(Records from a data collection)
· · ·

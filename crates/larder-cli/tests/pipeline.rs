//! End-to-end pipeline test: fixture extracts on disk, through ingest,
//! normalize, shape, and load into an in-memory store.

use std::fs::File;

use larder_cli::pipeline::{ingest, normalize, shape};
use larder_store::{RelationalLoader, StoreConfig};
use polars::prelude::{DataFrame, NamedFrom, ParquetWriter, Series};
use tempfile::TempDir;

const RECIPE_COUNT: usize = 10;
const REVIEW_COUNT: usize = 57;

/// Ten recipes by authors 1-10.
fn write_recipes_parquet(dir: &TempDir) -> std::path::PathBuf {
    let ids: Vec<i64> = (0..RECIPE_COUNT as i64).map(|i| 100 + i).collect();
    let authors: Vec<i64> = (1..=RECIPE_COUNT as i64).collect();
    let author_names: Vec<String> = authors.iter().map(|id| format!("chef{id}")).collect();
    let images: Vec<Series> = ids
        .iter()
        .map(|id| Series::new("".into(), &[format!("https://img/{id}.jpg")]))
        .collect();
    let keywords: Vec<Series> = ids
        .iter()
        .map(|_| Series::new("".into(), &["easy", "baked"]))
        .collect();
    let parts: Vec<Series> = ids
        .iter()
        .map(|_| Series::new("".into(), &["flour", "sugar"]))
        .collect();
    let quantities: Vec<Series> = ids
        .iter()
        .map(|_| Series::new("".into(), &["2 cups", "1 cup"]))
        .collect();
    let instructions: Vec<Series> = ids
        .iter()
        .map(|_| Series::new("".into(), &["Mix.", "Bake."]))
        .collect();

    let mut df = DataFrame::new(vec![
        Series::new("RecipeId".into(), ids).into(),
        Series::new("Name".into(), vec!["Cake"; RECIPE_COUNT]).into(),
        Series::new("AuthorId".into(), authors).into(),
        Series::new("AuthorName".into(), author_names).into(),
        Series::new("CookTime".into(), vec!["PT1H"; RECIPE_COUNT]).into(),
        Series::new("PrepTime".into(), vec!["PT15M"; RECIPE_COUNT]).into(),
        Series::new("TotalTime".into(), vec!["PT1H15M"; RECIPE_COUNT]).into(),
        Series::new(
            "DatePublished".into(),
            vec!["2019-05-01T08:00:00Z"; RECIPE_COUNT],
        )
        .into(),
        Series::new("Description".into(), vec!["plain"; RECIPE_COUNT]).into(),
        Series::new("RecipeCategory".into(), vec!["Dessert"; RECIPE_COUNT]).into(),
        Series::new("Calories".into(), vec![320.0; RECIPE_COUNT]).into(),
        Series::new("FatContent".into(), vec![12.0; RECIPE_COUNT]).into(),
        Series::new("SaturatedFatContent".into(), vec![4.0; RECIPE_COUNT]).into(),
        Series::new("CholesterolContent".into(), vec![40.0; RECIPE_COUNT]).into(),
        Series::new("SodiumContent".into(), vec![200.0; RECIPE_COUNT]).into(),
        Series::new("CarbohydrateContent".into(), vec![45.0; RECIPE_COUNT]).into(),
        Series::new("FiberContent".into(), vec![2.0; RECIPE_COUNT]).into(),
        Series::new("SugarContent".into(), vec![30.0; RECIPE_COUNT]).into(),
        Series::new("ProteinContent".into(), vec![5.0; RECIPE_COUNT]).into(),
        Series::new("RecipeServings".into(), vec!["8"; RECIPE_COUNT]).into(),
        Series::new("RecipeYield".into(), vec!["1 cake"; RECIPE_COUNT]).into(),
        Series::new("RecipeInstructions".into(), instructions.as_slice()).into(),
        Series::new("Images".into(), images.as_slice()).into(),
        Series::new("Keywords".into(), keywords.as_slice()).into(),
        Series::new("RecipeIngredientParts".into(), parts.as_slice()).into(),
        Series::new("RecipeIngredientQuantities".into(), quantities.as_slice()).into(),
    ])
    .unwrap();

    let path = dir.path().join("recipes.parquet");
    let file = File::create(&path).unwrap();
    ParquetWriter::new(file).finish(&mut df).unwrap();
    path
}

/// Fifty-seven reviews by authors 1-57; together with the ten recipe
/// authors (1-10) that makes 57 distinct authors overall.
fn write_reviews_csv(dir: &TempDir) -> std::path::PathBuf {
    let mut content = String::from(
        "ReviewId,AuthorId,AuthorName,RecipeId,Rating,Review,DateSubmitted,DateModified\n",
    );
    for i in 1..=REVIEW_COUNT as i64 {
        let recipe_id = 100 + ((i - 1) % RECIPE_COUNT as i64);
        content.push_str(&format!(
            "{i},{i},reviewer{i},{recipe_id},5,Nice,2020-01-01T10:00:00Z,2020-01-02T10:00:00Z\n"
        ));
    }
    let path = dir.path().join("reviews.csv");
    std::fs::write(&path, content).unwrap();
    path
}

#[test]
fn full_pipeline_matches_smoke_counts() {
    let dir = TempDir::new().unwrap();
    let recipes_path = write_recipes_parquet(&dir);
    let reviews_path = write_reviews_csv(&dir);

    let raw = ingest(&recipes_path, &reviews_path).unwrap();
    let frames = normalize(&raw).unwrap();
    let tables = shape(&frames).unwrap();

    assert_eq!(tables.authors.len(), 57);
    assert_eq!(tables.recipes.len(), 10);
    assert_eq!(tables.reviews.len(), 57);
    assert!(tables.issues.is_empty());

    let mut loader = RelationalLoader::connect(&StoreConfig::in_memory()).unwrap();
    loader.create_tables().unwrap();
    let report = loader.load(&tables);

    assert!(!report.has_failures());
    assert!(report.fk_violations.is_empty());
    assert_eq!(loader.table_count("authors").unwrap(), 57);
    assert_eq!(loader.table_count("recipes").unwrap(), 10);
    assert_eq!(loader.table_count("reviews").unwrap(), 57);
    // Two keywords and two folded ingredients across all recipes.
    assert_eq!(loader.table_count("keywords").unwrap(), 2);
    assert_eq!(loader.table_count("ingredients").unwrap(), 2);
    assert_eq!(loader.table_count("recipe_images").unwrap(), 10);

    // Re-running the load is a no-op for every relation.
    let rerun = loader.load(&tables);
    assert!(!rerun.has_failures());
    assert_eq!(loader.table_count("authors").unwrap(), 57);
    assert_eq!(loader.table_count("recipe_keywords").unwrap(), 20);
    assert_eq!(loader.table_count("recipe_ingredients").unwrap(), 20);
}

#[test]
fn file_backed_store_survives_reconnect() {
    let dir = TempDir::new().unwrap();
    let recipes_path = write_recipes_parquet(&dir);
    let reviews_path = write_reviews_csv(&dir);
    let db_path = dir.path().join("larder.db");

    let raw = ingest(&recipes_path, &reviews_path).unwrap();
    let frames = normalize(&raw).unwrap();
    let tables = shape(&frames).unwrap();

    let config = StoreConfig::at_path(&db_path);
    let report = larder_cli::pipeline::load(&tables, &config, false).unwrap();
    assert!(!report.has_failures());

    // The load stage released its connection; a fresh one sees the rows.
    let loader = RelationalLoader::connect(&config).unwrap();
    assert_eq!(loader.table_count("authors").unwrap(), 57);
    assert_eq!(loader.table_count("reviews").unwrap(), 57);
}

· · ·

Retype exactly the lines from the one containing "let mut loader" through the end of the data. Add nothing.

#### Exercise output:
    let mut loader = RelationalLoader::connect(&StoreConfig::in_memory()).unwrap();
    loader.create_tables().unwrap();
    let report = loader.load(&tables);

    assert!(!report.has_failures());
    assert!(report.fk_violations.is_empty());
    assert_eq!(loader.table_count("authors").unwrap(), 57);
    assert_eq!(loader.table_count("recipes").unwrap(), 10);
    assert_eq!(loader.table_count("reviews").unwrap(), 57);
    // Two keywords and two folded ingredients across all recipes.
    assert_eq!(loader.table_count("keywords").unwrap(), 2);
    assert_eq!(loader.table_count("ingredients").unwrap(), 2);
    assert_eq!(loader.table_count("recipe_images").unwrap(), 10);

    // Re-running the load is a no-op for every relation.
    let rerun = loader.load(&tables);
    assert!(!rerun.has_failures());
    assert_eq!(loader.table_count("authors").unwrap(), 57);
    assert_eq!(loader.table_count("recipe_keywords").unwrap(), 20);
    assert_eq!(loader.table_count("recipe_ingredients").unwrap(), 20);
}

#[test]
fn file_backed_store_survives_reconnect() {
    let dir = TempDir::new().unwrap();
    let recipes_path = write_recipes_parquet(&dir);
    let reviews_path = write_reviews_csv(&dir);
    let db_path = dir.path().join("larder.db");

    let raw = ingest(&recipes_path, &reviews_path).unwrap();
    let frames = normalize(&raw).unwrap();
    let tables = shape(&frames).unwrap();

    let config = StoreConfig::at_path(&db_path);
    let report = larder_cli::pipeline::load(&tables, &config, false).unwrap();
    assert!(!report.has_failures());

    // The load stage released its connection; a fresh one sees the rows.
    let loader = RelationalLoader::connect(&config).unwrap();
    assert_eq!(loader.table_count("authors").unwrap(), 57);
    assert_eq!(loader.table_count("reviews").unwrap(), 57);
}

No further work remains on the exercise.